Please transcribe exactly, and only, the lines of the data below between the line holding "let policy = *policy;" and the line holding "let report = panic::catch_unwind(AssertUnwindSafe(||", inclusive.

++++ Provided data ++++

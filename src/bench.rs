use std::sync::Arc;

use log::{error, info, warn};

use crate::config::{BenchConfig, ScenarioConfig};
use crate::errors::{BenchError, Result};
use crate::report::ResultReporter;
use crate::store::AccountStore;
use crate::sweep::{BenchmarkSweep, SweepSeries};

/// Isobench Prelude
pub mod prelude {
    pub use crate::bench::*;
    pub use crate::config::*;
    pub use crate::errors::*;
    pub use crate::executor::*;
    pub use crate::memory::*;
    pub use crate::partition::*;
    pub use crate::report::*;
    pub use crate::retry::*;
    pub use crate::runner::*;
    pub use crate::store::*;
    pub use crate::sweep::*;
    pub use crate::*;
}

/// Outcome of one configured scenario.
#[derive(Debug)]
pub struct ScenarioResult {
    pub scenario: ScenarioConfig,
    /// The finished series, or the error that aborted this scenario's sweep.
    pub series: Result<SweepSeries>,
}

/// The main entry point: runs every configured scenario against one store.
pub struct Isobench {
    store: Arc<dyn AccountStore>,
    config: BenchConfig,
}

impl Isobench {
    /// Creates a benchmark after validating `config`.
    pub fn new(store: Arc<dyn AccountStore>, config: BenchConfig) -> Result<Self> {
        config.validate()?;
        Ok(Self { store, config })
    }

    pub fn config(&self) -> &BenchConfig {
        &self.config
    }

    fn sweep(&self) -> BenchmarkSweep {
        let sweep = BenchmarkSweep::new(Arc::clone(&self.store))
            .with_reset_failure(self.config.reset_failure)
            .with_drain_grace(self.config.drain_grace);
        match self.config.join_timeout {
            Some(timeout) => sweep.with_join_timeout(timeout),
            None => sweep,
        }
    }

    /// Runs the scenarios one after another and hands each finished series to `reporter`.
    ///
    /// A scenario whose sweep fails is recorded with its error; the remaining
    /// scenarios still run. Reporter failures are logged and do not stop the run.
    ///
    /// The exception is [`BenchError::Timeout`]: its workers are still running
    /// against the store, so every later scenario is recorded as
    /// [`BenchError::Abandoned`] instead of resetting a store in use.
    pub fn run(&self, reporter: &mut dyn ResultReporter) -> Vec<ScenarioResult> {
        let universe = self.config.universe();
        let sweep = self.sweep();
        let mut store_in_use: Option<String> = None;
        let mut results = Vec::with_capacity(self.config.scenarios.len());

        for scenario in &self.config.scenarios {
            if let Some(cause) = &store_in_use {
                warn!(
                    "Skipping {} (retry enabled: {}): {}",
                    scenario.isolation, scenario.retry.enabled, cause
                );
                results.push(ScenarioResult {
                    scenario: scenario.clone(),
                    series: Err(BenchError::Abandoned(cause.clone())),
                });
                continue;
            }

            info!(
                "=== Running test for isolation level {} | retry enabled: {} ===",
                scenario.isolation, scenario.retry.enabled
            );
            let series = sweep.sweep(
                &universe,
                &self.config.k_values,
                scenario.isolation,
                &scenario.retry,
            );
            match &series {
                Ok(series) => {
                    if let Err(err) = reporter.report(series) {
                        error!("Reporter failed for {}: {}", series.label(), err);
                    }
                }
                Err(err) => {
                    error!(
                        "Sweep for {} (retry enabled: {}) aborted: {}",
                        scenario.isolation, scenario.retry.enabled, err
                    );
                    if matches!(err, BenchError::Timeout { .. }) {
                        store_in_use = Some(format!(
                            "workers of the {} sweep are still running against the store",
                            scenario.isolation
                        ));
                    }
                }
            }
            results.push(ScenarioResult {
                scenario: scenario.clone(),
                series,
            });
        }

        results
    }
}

++++
++++ Provided data ++++

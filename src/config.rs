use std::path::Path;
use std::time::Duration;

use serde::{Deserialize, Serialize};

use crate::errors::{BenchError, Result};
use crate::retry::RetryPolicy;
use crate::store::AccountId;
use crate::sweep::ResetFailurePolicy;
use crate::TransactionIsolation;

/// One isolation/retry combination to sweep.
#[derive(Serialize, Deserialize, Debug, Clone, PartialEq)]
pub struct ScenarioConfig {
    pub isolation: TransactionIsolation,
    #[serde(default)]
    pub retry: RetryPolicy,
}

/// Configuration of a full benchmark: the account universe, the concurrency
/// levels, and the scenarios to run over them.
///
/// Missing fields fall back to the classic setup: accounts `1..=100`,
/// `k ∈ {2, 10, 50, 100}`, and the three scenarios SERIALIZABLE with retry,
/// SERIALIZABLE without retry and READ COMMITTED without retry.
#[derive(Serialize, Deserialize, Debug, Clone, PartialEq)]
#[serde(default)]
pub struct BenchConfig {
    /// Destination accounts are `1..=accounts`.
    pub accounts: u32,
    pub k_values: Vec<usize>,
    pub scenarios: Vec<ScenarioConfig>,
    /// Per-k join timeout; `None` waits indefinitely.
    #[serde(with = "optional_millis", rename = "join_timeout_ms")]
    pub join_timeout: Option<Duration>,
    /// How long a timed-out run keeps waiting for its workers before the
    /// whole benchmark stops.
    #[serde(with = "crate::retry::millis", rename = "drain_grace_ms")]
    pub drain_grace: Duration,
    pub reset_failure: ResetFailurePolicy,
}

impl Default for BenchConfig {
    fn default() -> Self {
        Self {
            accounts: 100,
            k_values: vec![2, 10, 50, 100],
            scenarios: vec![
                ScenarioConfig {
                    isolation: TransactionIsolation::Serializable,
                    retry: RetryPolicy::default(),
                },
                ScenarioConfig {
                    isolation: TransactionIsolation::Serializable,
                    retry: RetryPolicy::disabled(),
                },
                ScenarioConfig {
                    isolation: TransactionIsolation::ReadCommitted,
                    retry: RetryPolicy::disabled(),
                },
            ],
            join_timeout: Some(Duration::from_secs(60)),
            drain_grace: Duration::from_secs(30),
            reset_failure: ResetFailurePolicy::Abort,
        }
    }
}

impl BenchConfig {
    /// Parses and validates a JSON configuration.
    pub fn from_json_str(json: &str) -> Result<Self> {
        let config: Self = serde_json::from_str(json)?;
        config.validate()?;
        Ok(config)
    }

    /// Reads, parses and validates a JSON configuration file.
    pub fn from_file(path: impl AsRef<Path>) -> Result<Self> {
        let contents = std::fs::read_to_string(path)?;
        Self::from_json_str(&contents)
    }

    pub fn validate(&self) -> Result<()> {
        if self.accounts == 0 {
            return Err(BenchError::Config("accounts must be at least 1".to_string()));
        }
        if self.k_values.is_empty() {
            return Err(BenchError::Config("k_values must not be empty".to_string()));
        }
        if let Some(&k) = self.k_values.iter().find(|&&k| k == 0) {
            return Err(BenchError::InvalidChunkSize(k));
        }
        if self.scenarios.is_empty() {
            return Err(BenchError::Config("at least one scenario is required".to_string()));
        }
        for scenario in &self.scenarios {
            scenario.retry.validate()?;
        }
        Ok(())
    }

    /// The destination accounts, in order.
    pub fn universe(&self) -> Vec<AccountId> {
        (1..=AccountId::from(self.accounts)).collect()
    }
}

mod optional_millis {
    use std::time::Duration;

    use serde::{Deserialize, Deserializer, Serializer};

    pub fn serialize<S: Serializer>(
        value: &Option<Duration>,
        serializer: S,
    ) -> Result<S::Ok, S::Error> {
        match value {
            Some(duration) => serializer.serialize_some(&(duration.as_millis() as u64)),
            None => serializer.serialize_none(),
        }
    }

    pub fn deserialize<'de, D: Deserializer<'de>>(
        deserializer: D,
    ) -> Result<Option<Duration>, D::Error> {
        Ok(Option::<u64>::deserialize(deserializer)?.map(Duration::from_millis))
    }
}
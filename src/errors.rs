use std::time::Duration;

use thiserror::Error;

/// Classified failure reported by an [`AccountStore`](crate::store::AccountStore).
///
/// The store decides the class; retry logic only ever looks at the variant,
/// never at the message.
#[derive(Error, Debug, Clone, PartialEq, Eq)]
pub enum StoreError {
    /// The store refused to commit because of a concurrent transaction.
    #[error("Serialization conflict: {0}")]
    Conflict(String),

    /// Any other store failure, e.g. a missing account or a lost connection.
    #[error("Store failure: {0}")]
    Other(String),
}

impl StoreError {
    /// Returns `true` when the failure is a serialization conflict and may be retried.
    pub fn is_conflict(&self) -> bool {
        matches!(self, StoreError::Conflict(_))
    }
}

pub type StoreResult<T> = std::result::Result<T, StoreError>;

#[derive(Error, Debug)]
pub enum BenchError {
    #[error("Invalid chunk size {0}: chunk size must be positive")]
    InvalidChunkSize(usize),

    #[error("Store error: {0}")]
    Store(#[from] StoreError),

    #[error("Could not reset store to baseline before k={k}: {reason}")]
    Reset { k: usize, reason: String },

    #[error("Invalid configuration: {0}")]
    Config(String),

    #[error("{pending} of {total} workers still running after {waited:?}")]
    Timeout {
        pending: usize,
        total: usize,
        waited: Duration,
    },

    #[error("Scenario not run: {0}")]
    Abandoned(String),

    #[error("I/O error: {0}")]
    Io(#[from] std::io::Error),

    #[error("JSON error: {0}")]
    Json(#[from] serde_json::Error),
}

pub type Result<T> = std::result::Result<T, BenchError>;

++++
++++ Provided data ++++

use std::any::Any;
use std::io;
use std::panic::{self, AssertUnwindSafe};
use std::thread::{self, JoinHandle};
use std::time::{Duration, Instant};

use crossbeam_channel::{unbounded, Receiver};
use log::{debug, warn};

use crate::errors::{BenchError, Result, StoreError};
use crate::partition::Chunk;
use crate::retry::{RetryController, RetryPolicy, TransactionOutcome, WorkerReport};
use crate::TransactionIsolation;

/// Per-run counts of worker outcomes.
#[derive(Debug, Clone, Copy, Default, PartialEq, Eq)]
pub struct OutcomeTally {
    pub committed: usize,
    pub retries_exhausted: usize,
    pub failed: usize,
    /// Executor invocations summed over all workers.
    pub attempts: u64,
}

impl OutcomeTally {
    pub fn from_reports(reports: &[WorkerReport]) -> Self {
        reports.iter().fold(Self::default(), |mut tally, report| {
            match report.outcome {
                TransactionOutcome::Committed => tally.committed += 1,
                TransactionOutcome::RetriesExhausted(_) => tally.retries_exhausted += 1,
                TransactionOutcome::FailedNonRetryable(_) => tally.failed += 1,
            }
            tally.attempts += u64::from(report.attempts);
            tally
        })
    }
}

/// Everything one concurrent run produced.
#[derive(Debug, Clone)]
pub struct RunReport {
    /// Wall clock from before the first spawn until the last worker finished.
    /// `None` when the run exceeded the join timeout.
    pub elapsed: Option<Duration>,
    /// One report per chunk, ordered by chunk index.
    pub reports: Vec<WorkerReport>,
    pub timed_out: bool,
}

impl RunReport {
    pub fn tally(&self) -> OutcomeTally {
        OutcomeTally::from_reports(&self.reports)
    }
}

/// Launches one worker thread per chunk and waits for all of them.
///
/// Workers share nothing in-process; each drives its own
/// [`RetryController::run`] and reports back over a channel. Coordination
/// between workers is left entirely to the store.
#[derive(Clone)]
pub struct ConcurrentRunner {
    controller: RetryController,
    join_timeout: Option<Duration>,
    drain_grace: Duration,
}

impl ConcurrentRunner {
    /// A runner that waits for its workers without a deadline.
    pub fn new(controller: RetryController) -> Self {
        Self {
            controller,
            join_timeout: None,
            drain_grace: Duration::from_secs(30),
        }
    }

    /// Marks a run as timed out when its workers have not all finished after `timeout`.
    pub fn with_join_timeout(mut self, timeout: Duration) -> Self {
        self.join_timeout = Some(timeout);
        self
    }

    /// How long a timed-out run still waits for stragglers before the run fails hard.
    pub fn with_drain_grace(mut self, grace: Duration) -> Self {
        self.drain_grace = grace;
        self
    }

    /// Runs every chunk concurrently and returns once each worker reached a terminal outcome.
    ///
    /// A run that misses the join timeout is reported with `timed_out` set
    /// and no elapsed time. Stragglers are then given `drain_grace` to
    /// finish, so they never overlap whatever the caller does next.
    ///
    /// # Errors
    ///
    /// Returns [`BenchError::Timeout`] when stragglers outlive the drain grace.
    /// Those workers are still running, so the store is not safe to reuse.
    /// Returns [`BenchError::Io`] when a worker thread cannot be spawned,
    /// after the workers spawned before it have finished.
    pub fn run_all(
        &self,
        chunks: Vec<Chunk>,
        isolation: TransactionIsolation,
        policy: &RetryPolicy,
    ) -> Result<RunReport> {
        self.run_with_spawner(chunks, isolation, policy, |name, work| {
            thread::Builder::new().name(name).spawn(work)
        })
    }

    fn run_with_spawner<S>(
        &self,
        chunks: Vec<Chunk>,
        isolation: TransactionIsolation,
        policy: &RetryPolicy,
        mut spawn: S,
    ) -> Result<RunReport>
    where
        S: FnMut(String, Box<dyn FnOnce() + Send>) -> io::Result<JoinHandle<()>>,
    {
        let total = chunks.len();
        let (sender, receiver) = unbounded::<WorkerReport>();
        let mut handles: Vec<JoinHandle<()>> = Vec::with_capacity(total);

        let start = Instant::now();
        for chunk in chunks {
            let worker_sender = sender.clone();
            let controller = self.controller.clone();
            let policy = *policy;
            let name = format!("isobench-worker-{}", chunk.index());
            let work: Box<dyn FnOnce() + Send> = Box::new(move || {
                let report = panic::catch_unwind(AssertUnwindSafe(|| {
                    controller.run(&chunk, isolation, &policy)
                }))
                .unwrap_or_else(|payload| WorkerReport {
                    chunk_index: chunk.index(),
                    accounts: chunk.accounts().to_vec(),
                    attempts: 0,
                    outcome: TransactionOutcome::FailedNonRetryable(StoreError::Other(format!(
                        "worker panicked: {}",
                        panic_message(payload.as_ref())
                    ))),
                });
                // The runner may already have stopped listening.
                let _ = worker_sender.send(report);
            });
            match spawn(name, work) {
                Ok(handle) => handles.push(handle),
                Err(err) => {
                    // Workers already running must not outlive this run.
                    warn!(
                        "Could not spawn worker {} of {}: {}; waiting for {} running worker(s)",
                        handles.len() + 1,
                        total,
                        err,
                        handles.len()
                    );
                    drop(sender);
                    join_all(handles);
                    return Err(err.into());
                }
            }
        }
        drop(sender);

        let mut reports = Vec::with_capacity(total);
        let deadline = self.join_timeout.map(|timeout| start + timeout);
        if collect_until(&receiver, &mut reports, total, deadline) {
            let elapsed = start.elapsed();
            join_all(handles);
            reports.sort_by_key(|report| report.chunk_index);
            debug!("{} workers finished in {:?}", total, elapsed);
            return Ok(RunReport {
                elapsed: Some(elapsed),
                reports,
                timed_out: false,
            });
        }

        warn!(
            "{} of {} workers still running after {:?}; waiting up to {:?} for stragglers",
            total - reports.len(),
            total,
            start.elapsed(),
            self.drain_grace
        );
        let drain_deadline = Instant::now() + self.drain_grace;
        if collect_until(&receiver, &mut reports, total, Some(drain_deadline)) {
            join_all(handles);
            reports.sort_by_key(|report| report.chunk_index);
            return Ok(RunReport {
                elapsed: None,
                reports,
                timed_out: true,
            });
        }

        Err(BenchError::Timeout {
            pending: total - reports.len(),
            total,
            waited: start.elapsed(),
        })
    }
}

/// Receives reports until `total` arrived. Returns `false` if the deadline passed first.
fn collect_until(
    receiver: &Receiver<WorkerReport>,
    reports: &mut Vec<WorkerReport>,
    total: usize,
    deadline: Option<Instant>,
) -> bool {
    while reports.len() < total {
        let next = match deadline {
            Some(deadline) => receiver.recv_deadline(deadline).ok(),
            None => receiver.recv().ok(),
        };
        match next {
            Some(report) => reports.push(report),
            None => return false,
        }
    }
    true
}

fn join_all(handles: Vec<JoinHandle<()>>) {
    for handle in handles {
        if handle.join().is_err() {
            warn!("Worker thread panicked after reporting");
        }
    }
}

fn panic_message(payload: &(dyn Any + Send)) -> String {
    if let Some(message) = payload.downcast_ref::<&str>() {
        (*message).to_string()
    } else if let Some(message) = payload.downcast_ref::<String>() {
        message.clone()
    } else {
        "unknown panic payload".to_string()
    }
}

++++

**Exercise result**
            let policy = *policy;
            let name = format!("isobench-worker-{}", chunk.index());
            let work: Box<dyn FnOnce() + Send> = Box::new(move || {
                let report = panic::catch_unwind(AssertUnwindSafe(|| {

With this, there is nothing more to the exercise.